He shakes me off. “Yeah. I do.”
I can’t swear to what I would have done next. I like to think I would carry on handling the situation maturely.
But I can’t swear to it.
Luckily for me, Lena saves me from having to find out. She raised her head when I first spoke and peers up at me now over the asshole’s shoulder. She murmurs something in his ear.
The officer’s shoulders stiffen, but he loosens his hold from around Lena and steps back, clearly reluctant.
She gives him a warm smile. “Thank you for the dance, Jeffry.”
The other man’s face softens as he looks down at her. “The pleasure was all mine. Maybe you can give me a make-up dance later?”
“May be.”
He turns away and leaves, but not before shoulder-checking me on his way off the floor. I can live with that—hell, I’m kind of getting used to it when it comes to me and Lena and other men. I hold out my hand. “May I have this dance?”
And release the breath I didn’t even realize I was holding when she steps in, placing one hand in mine and sliding the other up my chest to curl over my shoulder. I tug her in, closing my eyes for a moment at the sweet feel of her body pressed to mine. Then tighten my arm around her waist to tug her closer yet.
Given the volume of the music, I can’t actually hear her sharply indrawn breath in reaction to our close-pressed bodies. Yet I sense she has done exactly that by the slight, but abrupt rise of her breasts against my chest before she slowly exhales. And I feel truly content for the first time in... hell, I’m not sure how long. But a whole lot lengthier period than I realized until just this moment.

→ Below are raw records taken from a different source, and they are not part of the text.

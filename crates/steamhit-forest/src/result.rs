//! What `RandomForestConfig::fit` hands back.

use crate::forest::RandomForest;
use crate::importance::RankedFeature;

/// Shape of the data a forest was fitted on.
#[derive(Debug, Clone, serde::Serialize)]
pub struct TrainingMetadata {
    pub n_trees: usize,
    pub n_features: usize,
    pub n_samples: usize,
    /// Rows labelled `true`.
    pub n_positive: usize,
    /// Features tried per split after resolving [`MaxFeatures`](crate::MaxFeatures).
    pub max_features_resolved: usize,
}

impl TrainingMetadata {
    /// Share of training rows in the positive class.
    #[must_use]
    pub fn positive_rate(&self) -> f64 {
        self.n_positive as f64 / self.n_samples as f64
    }
}

/// A fitted forest with its MDI importances and run metadata.
#[derive(Debug)]
pub struct RandomForestResult {
    forest: RandomForest,
    importances: Vec<RankedFeature>,
    metadata: TrainingMetadata,
}

impl RandomForestResult {
    pub(crate) fn new(
        forest: RandomForest,
        importances: Vec<RankedFeature>,
        metadata: TrainingMetadata,
    ) -> Self {
        Self {
            forest,
            importances,
            metadata,
        }
    }

    #[must_use]
    pub fn forest(&self) -> &RandomForest {
        &self.forest
    }

    /// Drop the importances and metadata, keeping the forest.
    #[must_use]
    pub fn into_forest(self) -> RandomForest {
        self.forest
    }

    /// Importances sorted from most to least important.
    #[must_use]
    pub fn importances(&self) -> &[RankedFeature] {
        &self.importances
    }

    #[must_use]
    pub fn metadata(&self) -> &TrainingMetadata {
        &self.metadata
    }
}
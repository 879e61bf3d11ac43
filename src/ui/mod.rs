//! User interface rendering.
//!
//! Draws an [`Axes`](crate::plot::Axes) into a ratatui frame: flat axes as a
//! braille chart, 3D axes as a projected braille canvas.

mod chart;
mod colorbar;
mod formatters;
mod keymap_bar;
mod surface;
mod theme;

use crate::plot::{Axes, Camera, Projection};
use ratatui::{
    layout::{Constraint, Direction, Layout},
    Frame,
};

pub use formatters::format_axis_label;
pub use theme::{Theme, ThemeColors};

/// Per-frame view settings that do not belong to the plotted data.
#[derive(Debug, Clone, Copy, Default)]
pub struct View {
    /// Camera for 3D axes.
    pub camera: Camera,
    /// Color theme.
    pub theme: Theme,
    /// Show the key map bar of the interactive viewer.
    pub interactive: bool,
}

impl View {
    /// View of `axes` with its own camera.
    pub fn of(axes: &Axes) -> Self {
        Self {
            camera: axes.camera(),
            ..Self::default()
        }
    }
}

/// Draw the UI.
pub fn draw(f: &mut Frame<'_>, axes: &Axes, view: &View) {
    let colors = ThemeColors::from_theme(&view.theme);

    let (plot_area, keymap_area) = if view.interactive {
        let chunks = Layout::default()
            .direction(Direction::Vertical)
            .constraints([Constraint::Min(1), Constraint::Length(1)])
            .split(f.area());
        (chunks[0], Some(chunks[1]))
    } else {
        (f.area(), None)
    };

    match axes.projection() {
        Projection::Cartesian => chart::draw_chart(f, plot_area, axes, &colors),
        Projection::ThreeD => {
            surface::draw_surface_axes(f, plot_area, axes, view.camera, &colors)
        },
    }

    if let Some(area) = keymap_area {
        keymap_bar::draw_keymap(f, area, axes.projection(), view.theme, &colors);
    }
}
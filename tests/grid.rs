//! Grid sampling properties.

use derivview::grid::{build_grid_1d, build_grid_2d, Bounds, Function1D};
use derivview::PlotError;

const EPS: f64 = 1e-12;

#[test]
fn grid_1d_has_exact_endpoints_and_constant_spacing() {
    for &(low, high) in &[(-1.0, 1.0), (0.0, 0.3), (-4.0, 4.0), (1e-3, 7.5)] {
        for n in [2, 3, 10, 101] {
            let bounds = Bounds::new(low, high).unwrap();
            let grid = build_grid_1d(bounds, n).unwrap();

            assert_eq!(grid.len(), n);
            assert_eq!(grid[0], low);
            assert_eq!(grid[n - 1], high);

            let step = (high - low) / (n - 1) as f64;
            for w in grid.as_slice().unwrap().windows(2) {
                assert!((w[1] - w[0] - step).abs() < EPS * 10.0 * high.abs().max(1.0));
            }
        }
    }
}

#[test]
fn grid_2d_is_cartesian_product() {
    let xb = Bounds::new(-1.0, 1.0).unwrap();
    let yb = Bounds::new(10.0, 20.0).unwrap();
    let grid = build_grid_2d(xb, yb, 6).unwrap();
    let x = build_grid_1d(xb, 6).unwrap();
    let y = build_grid_1d(yb, 6).unwrap();

    assert_eq!(grid.shape(), (6, 6));
    for i in 0..6 {
        for j in 0..6 {
            assert_eq!(grid.xs[[i, j]], x[j]);
            assert_eq!(grid.ys[[i, j]], y[i]);
        }
    }
}

#[test]
fn grid_2d_honors_y_bounds_independently() {
    // The y axis must follow its own bounds, not the x bounds.
    let grid = build_grid_2d(
        Bounds::new(-1.0, 1.0).unwrap(),
        Bounds::new(2.0, 5.0).unwrap(),
        4,
    )
    .unwrap();

    let y_min = grid.ys.iter().cloned().fold(f64::INFINITY, f64::min);
    let y_max = grid.ys.iter().cloned().fold(f64::NEG_INFINITY, f64::max);
    assert_eq!((y_min, y_max), (2.0, 5.0));

    let x_min = grid.xs.iter().cloned().fold(f64::INFINITY, f64::min);
    let x_max = grid.xs.iter().cloned().fold(f64::NEG_INFINITY, f64::max);
    assert_eq!((x_min, x_max), (-1.0, 1.0));
}

#[test]
fn invalid_domains_are_rejected() {
    assert!(matches!(Bounds::new(1.0, 1.0), Err(PlotError::InvalidDomain(_))));
    assert!(matches!(Bounds::new(2.0, -2.0), Err(PlotError::InvalidDomain(_))));
    assert!(matches!(Bounds::new(f64::NAN, 1.0), Err(PlotError::InvalidDomain(_))));
    assert!(matches!(
        build_grid_2d(Bounds::default(), Bounds::default(), 0),
        Err(PlotError::InvalidDomain(_))
    ));
}

#[test]
fn function_is_called_once_on_the_whole_grid() {
    use std::cell::Cell;
    use std::rc::Rc;

    let calls = Rc::new(Cell::new(0));
    let counter = Rc::clone(&calls);
    let square = Function1D::new("square", move |xs| {
        counter.set(counter.get() + 1);
        xs.mapv(|x| x * x)
    });

    let grid = build_grid_1d(Bounds::default(), 50).unwrap();
    let ys = square.evaluate(&grid).unwrap();
    assert_eq!(calls.get(), 1);
    assert_eq!(ys.len(), 50);
    assert_eq!(ys[0], 1.0);
}
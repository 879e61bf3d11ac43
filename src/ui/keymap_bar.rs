//! Keymap help bar UI component.

use crate::plot::Projection;
use crate::ui::{Theme, ThemeColors};
use ratatui::{layout::Rect, style::Style, widgets::Paragraph, Frame};

/// Draw the keymap help bar.
pub(super) fn draw_keymap(
    f: &mut Frame<'_>,
    area: Rect,
    projection: Projection,
    theme: Theme,
    colors: &ThemeColors,
) {
    let keymap_text = match projection {
        Projection::Cartesian => format!("T:theme ({}) | q/Esc:close", theme.name()),
        Projection::ThreeD => format!(
            "hjkl/←↓↑→:rotate | r:reset view | T:theme ({}) | q/Esc:close",
            theme.name()
        ),
    };

    let paragraph =
        Paragraph::new(keymap_text).style(Style::default().fg(colors.status_fg).bg(colors.status_bg));

    f.render_widget(paragraph, area);
}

Swaying and barely moving in the simple, tightly limited pattern keeping us close, I slide my hand up her back to hold her even nearer yet, my fingers splayed wide to soak in as much of her plush heat as possible through the thin material of her dress. I tuck our entwined hands against my chest.
And my heart gives a great big thump when she rests her temple against my jaw in the same taller man/smaller woman cheek to cheek alternative she’d danced in with the officer I stole this dance from. The longer I hold her in my arms, in fact, the surer I am our heartbeats are beating in sync.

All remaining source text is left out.